The forWater Network was recently featured in Water Science Policy in an op-ed written by Ashley Webb in collaboration with Uldis Silins, Water Institute members Monica Emelko, Mike Stone and other researchers.
- Extreme events, such as wildfires, insect outbreaks, floods and hurricanes increasingly threaten the provision of forest watershed services in a changing climate.
- A transdisciplinary network of Canadian researchers from multiple institutions aim to find innovative solutions to address climate change impacts on forested source water, the downstream effects, water treatability and resource economics.
- The researchers are working with all communities, including those that are Indigenous, rural and remote, to ensure forest management and water supplies meet not only public health guidelines, but community expectations.
Many major cities worldwide source their drinking water from catchments that are largely forested. In general the quality of water from forests is higher, and consequently the cost of drinking water treatment is lower than for water sourced from other land uses. However, extreme events, such as wildfires, insect outbreaks, floods and hurricanes increasingly threaten the provision of forest watershed services in a changing climate. As such, sustainably managing the forest-water nexus is seen as key to achieving the Paris Agreement and Sustainable Development Goals (ie SDGs 2, 6, 13 and 15).
‘forWater’ is a network of Canadian researchers from multiple institutions who aim to find innovative solutions to address climate change impacts on forested source water, the downstream effects, water treatability and resource economics. Professor Monica Emelko from the University of Waterloo is the Principal Investigator and Scientific Director.
‘Seventy to eighty percent of accessible freshwater in Canada is derived from forested systems,’ she explained. ‘Over the past 20 or more years we have experienced an increase in major landscape disturbances. Here in Canada, two prominent examples are the wildfires in the Southern Rockies in the 2000s and at Fort McMurray in 2016. The loss of vegetation causes a cascade of effects from increased sediment mobility to the transport of carbon rich material that can propagate downstream and challenge drinking water treatment. The delivery of sediment-associated phosphorus can contribute to the development of algal blooms in drinking water reservoirs and plants,’ said Professor Emelko.
Figure 1 – Stephanie Pegler, a forWater Network student researcher from the University of Waterloo, collects ash after a fire for water treatment research. Photo credit: S. Bahramian, WaterSTP
The forWater Network commenced in 2017 and involves a partnership between the Natural Sciences and Engineering Research Council of Canada (NSERC), eight Canadian universities and multiple government agencies, water utilities, private sector and non-government organisations (NGOs) working across Canada’s major forest ecozones. The approach being taken is truly transdisciplinary and involves engineers, economists, foresters, hydrologists, pedologists, geochemists, fluvial geomorphologists and more.

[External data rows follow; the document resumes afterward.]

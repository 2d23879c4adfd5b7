//! Fixtures shared by the unit tests

use crate::types::Product;

pub fn product(id: &str) -> Product {
    Product {
        id: id.into(),
        title: format!("Product {id}"),
        category: "tea".into(),
        origin_price: 100.0,
        price: 80.0,
        unit: "box".into(),
        is_enabled: true,
        description: format!("About {id}"),
        content: "200g".into(),
        image_url: format!("https://img.example/{id}.png"),
        images_url: Vec::new(),
    }
}
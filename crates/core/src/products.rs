//! Product repository

use crate::api::ProductApi;
use crate::error::ConsoleResult;
use crate::types::{AuthorizedToken, Product};

/// Fetches the product collection.
///
/// No caching: every call goes to the server and the caller replaces
/// whatever it showed before.
pub struct ProductRepository<P> {
    api: P,
}

impl<P: ProductApi> ProductRepository<P> {
    pub const fn new(api: P) -> Self {
        Self { api }
    }

    pub async fn fetch_all(&self, token: &AuthorizedToken) -> ConsoleResult<Vec<Product>> {
        tracing::debug!("Fetching products");
        let products = self.api.list_products(token).await.inspect_err(|e| {
            tracing::warn!(error = %e, "Product fetch failed");
        })?;
        tracing::info!(count = products.len(), "Products loaded");
        Ok(products)
    }
}
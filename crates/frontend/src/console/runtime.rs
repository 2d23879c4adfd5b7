//! Drives the console state machine in the browser

use crate::cookie_store::CookieTokenStore;
use gloo::timers::callback::Timeout;
use hexadmin_core::{
    ConsoleAction, ConsoleConfig, ConsoleController, ConsoleError, ConsoleState, Effect,
    ProductRepository, SessionManager, TaskSet,
};
use hexadmin_http::{PublicAdminClient, TypedClientBuilder};
use std::cell::RefCell;
use std::rc::Rc;
use wasm_bindgen_futures::spawn_local;
use yew::Callback;

pub type BrowserController = ConsoleController<PublicAdminClient, PublicAdminClient, CookieTokenStore>;

/// Owns the current [`ConsoleState`] and performs the effects it emits.
///
/// Requests run as tracked tasks and delayed effects as timeouts; both are
/// cancelled by [`ConsoleRuntime::shutdown`].
pub struct ConsoleRuntime {
    controller: Rc<BrowserController>,
    state: RefCell<Rc<ConsoleState>>,
    pending: RefCell<Vec<Effect>>,
    tasks: TaskSet,
    /// Latest delayed effect; arming a new one cancels the previous
    timer: RefCell<Option<Timeout>>,
    notify: Callback<()>,
}

impl ConsoleRuntime {
    /// Build the runtime and resolve the initial session state.
    ///
    /// The first render already reflects whether a token was found, so a
    /// visitor without one never sees the loading view. Effects from that
    /// first step wait for [`ConsoleRuntime::resume`].
    pub fn boot(config: &ConsoleConfig, notify: Callback<()>) -> Result<Rc<Self>, ConsoleError> {
        config.validate()?;
        let client = TypedClientBuilder::from_config(config).build_public()?;
        let session = SessionManager::new(
            client.clone(),
            CookieTokenStore::new(config.cookie_name.clone()),
        );
        let controller = ConsoleController::new(session, ProductRepository::new(client));

        let mut state = ConsoleState::new(config);
        let pending = state.apply(controller.start());
        tracing::info!(session = %state.session, "Console started");

        Ok(Rc::new(Self {
            controller: Rc::new(controller),
            state: RefCell::new(Rc::new(state)),
            pending: RefCell::new(pending),
            tasks: TaskSet::new(),
            timer: RefCell::new(None),
            notify,
        }))
    }

    /// Snapshot of the current state
    pub fn state(&self) -> Rc<ConsoleState> {
        Rc::clone(&self.state.borrow())
    }

    /// Schedule the effects produced while booting
    pub fn resume(self: &Rc<Self>) {
        let pending = std::mem::take(&mut *self.pending.borrow_mut());
        for effect in pending {
            self.schedule(effect);
        }
    }

    /// Apply an action, re-render, then schedule the resulting effects
    pub fn dispatch(self: &Rc<Self>, action: ConsoleAction) {
        let (changed, effects) = {
            let mut current = self.state.borrow_mut();
            let mut next = ConsoleState::clone(&current);
            let effects = next.apply(action);
            let changed = next != **current;
            if changed {
                *current = Rc::new(next);
            }
            (changed, effects)
        };
        if changed {
            self.notify.emit(());
        }

        for effect in effects {
            self.schedule(effect);
        }
    }

    fn schedule(self: &Rc<Self>, effect: Effect) {
        let Some(delay) = effect.delay() else {
            self.spawn(effect);
            return;
        };

        let runtime = Rc::downgrade(self);
        let millis = u32::try_from(delay.as_millis()).unwrap_or(u32::MAX);
        let timeout = Timeout::new(millis, move || {
            if let Some(runtime) = runtime.upgrade() {
                runtime.spawn(effect);
            }
        });
        *self.timer.borrow_mut() = Some(timeout);
    }

    fn spawn(self: &Rc<Self>, effect: Effect) {
        let controller = Rc::clone(&self.controller);
        let task = self
            .tasks
            .track(async move { controller.perform(effect).await });
        let runtime = Rc::downgrade(self);

        spawn_local(async move {
            match task.await {
                Ok(action) => {
                    if let Some(runtime) = runtime.upgrade() {
                        runtime.dispatch(action);
                    }
                }
                Err(_) => tracing::debug!("Effect aborted before completion"),
            }
        });
    }

    /// Abort in-flight requests and cancel pending timers
    pub fn shutdown(&self) {
        let in_flight = self.tasks.in_flight();
        self.tasks.abort_all();
        *self.timer.borrow_mut() = None;
        self.pending.borrow_mut().clear();
        tracing::debug!(in_flight, "Console runtime shut down");
    }
}

#[cfg(all(test, target_arch = "wasm32"))]
mod tests {
    use super::*;
    use wasm_bindgen_test::*;

    wasm_bindgen_test_configure!(run_in_browser);

    impl ConsoleRuntime {
        fn timer_armed(&self) -> bool {
            self.timer.borrow().is_some()
        }
    }

    #[wasm_bindgen_test]
    fn repeated_logins_keep_one_timer() {
        let runtime = ConsoleRuntime::boot(&ConsoleConfig::default(), Callback::noop()).unwrap();

        runtime.dispatch(ConsoleAction::LoginSucceeded("first".into()));
        runtime.dispatch(ConsoleAction::LoginSucceeded("second".into()));
        assert!(runtime.timer_armed());

        runtime.shutdown();
        assert!(!runtime.timer_armed());
    }
}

‘We are all water scientists but we speak different languages,’ said Professor Emelko. The thing that unites the various network members is the desire and need to deliver safe and fit for purpose drinking water, from the source to the tap, now and into the future. She continued, ‘forWater network research is focused on leveraging the co-benefits of broad forest principles that underpin forest land management with drinking water source protection. Warming climate has changed how wildfires spread across the landscape, so we need to draw on all available knowledge including Traditional Knowledge held by Indigenous communities in Canada.’
Figure 2 - Prof. Monica Emelko, Principal Investigator and Scientific Director, and Prof. Uldis Silins, Co-Principal Investigator for the forWater Network visit a burn site after a wildfire to assess the impact on water quality and drinking water treatability. Photo credit: U. Silins
Professor Uldis Silins from the University of Alberta is the theme leader for Watershed Science & Forest Management and Co-Principal Investigator for the forWater Network. ‘Changing weather conditions regulating fire behaviour have contributed to some of the devastating wildfires experienced in recent decades,’ Silins explained. ‘We are undertaking research examining alternative forest management practice effects on water quality, hydrology, and treatability in different forest types across the country. While these practices may help mitigate some of this threat, they will not prevent wildfires. Thus they will likely need to be coupled with other strategies such as developing resilient water treatment processes,’ said Professor Silins.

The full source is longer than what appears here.